Wherever "AtomicBool" turns up in the entries, copy out the line that holds it.

(Collected data)
⁂

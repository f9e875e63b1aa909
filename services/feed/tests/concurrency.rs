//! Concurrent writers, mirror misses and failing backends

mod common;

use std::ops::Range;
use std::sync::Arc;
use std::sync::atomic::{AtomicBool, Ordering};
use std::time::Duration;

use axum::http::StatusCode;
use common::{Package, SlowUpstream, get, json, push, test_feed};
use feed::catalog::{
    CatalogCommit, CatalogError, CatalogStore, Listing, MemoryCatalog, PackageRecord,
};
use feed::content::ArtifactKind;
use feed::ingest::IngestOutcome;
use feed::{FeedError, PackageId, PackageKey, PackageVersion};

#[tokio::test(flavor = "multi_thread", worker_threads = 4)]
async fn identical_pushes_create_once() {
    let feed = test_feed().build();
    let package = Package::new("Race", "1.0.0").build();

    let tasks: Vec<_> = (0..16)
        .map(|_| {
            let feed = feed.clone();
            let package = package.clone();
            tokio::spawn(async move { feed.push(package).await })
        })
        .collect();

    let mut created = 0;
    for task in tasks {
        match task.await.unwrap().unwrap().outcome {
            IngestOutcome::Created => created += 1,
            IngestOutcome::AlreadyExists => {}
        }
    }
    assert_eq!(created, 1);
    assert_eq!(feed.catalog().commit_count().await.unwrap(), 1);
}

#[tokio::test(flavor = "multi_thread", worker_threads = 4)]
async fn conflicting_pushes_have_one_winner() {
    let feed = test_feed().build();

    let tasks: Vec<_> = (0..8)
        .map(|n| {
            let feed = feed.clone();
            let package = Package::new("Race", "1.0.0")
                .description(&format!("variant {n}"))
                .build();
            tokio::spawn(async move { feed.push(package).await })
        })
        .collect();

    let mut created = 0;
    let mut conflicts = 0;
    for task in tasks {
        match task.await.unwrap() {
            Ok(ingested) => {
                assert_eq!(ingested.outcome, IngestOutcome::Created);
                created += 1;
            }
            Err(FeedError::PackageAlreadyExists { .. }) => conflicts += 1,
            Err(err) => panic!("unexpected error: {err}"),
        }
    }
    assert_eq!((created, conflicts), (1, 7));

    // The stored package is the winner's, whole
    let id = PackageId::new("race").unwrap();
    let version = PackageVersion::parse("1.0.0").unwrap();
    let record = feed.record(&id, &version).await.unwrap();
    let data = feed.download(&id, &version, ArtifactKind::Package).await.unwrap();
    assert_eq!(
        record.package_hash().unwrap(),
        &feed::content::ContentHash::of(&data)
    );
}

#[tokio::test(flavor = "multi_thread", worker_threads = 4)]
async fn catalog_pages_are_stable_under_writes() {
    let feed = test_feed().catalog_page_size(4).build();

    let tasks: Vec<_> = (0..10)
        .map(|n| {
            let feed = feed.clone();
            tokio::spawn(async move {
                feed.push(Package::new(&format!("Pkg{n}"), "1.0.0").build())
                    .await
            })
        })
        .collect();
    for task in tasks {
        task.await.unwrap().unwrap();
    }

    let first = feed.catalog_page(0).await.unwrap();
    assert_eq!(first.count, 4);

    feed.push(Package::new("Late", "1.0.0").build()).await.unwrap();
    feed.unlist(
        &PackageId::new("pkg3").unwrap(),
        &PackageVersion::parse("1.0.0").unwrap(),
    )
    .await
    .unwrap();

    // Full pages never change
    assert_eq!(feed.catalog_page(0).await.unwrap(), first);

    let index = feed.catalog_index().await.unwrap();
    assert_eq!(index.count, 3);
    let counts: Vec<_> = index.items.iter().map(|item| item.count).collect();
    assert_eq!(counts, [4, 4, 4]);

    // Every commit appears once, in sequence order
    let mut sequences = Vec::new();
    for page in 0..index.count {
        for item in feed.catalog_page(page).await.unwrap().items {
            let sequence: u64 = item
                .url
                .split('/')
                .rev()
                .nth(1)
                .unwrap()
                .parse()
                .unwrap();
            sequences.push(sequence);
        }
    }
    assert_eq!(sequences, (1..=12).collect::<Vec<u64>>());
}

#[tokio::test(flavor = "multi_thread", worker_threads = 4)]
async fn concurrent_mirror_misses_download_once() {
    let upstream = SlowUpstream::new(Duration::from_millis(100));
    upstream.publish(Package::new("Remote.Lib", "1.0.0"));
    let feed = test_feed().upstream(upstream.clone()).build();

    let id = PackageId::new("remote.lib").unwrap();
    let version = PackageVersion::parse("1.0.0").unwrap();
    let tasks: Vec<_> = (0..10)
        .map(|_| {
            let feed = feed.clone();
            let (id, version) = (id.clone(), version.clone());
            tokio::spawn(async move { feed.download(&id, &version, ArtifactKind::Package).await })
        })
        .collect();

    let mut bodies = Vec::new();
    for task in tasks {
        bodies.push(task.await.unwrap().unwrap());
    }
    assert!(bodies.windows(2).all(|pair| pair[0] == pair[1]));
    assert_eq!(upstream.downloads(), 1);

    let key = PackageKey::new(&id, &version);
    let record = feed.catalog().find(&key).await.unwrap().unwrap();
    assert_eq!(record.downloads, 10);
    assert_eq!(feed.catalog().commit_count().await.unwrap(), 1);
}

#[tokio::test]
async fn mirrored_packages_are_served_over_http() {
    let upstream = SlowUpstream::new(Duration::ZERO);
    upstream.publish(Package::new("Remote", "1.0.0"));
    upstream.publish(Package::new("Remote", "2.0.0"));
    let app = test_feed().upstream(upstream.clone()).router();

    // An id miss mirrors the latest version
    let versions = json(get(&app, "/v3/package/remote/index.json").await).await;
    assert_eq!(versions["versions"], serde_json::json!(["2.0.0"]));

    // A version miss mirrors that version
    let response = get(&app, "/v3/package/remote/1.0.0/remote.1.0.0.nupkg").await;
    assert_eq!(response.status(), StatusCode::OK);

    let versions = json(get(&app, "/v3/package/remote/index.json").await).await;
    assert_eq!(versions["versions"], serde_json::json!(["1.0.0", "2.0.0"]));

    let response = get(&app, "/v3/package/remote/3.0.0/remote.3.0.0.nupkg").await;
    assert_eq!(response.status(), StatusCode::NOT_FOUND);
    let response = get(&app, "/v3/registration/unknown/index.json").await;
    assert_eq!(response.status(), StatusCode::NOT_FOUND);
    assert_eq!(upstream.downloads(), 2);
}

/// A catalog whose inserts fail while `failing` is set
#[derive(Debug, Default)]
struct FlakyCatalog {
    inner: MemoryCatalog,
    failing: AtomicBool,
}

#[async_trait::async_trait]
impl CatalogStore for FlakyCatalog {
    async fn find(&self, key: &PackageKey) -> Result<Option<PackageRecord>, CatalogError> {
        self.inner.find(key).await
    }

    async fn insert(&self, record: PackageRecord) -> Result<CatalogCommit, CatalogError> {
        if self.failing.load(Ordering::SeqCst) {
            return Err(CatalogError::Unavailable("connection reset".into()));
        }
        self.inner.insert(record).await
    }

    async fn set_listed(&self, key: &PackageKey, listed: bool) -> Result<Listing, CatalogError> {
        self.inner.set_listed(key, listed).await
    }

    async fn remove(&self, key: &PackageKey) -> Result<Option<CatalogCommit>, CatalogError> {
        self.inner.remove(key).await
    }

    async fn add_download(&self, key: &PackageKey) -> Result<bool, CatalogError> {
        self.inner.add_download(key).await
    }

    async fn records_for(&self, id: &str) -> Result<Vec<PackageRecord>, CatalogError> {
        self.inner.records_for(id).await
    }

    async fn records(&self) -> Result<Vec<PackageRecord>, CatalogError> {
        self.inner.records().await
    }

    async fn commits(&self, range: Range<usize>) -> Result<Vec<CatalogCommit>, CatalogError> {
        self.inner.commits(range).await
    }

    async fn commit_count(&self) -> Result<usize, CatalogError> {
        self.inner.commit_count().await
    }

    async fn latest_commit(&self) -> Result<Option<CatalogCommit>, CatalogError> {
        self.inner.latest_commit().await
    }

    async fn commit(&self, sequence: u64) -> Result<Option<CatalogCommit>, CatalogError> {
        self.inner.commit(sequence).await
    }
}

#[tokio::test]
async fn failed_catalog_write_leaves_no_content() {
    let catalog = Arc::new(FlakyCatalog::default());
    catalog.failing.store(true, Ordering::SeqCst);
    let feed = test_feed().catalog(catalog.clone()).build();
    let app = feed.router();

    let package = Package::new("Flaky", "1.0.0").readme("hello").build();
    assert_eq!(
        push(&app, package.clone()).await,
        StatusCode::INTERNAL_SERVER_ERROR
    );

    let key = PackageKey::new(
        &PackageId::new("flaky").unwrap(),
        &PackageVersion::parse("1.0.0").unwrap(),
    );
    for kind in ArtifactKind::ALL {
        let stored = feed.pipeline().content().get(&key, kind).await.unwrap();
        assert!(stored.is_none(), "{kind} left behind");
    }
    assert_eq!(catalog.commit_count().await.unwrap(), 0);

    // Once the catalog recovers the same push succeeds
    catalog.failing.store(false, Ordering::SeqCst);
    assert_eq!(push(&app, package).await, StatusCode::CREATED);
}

⁂

Result of this task:
use std::sync::atomic::{AtomicBool, Ordering};
    failing: AtomicBool,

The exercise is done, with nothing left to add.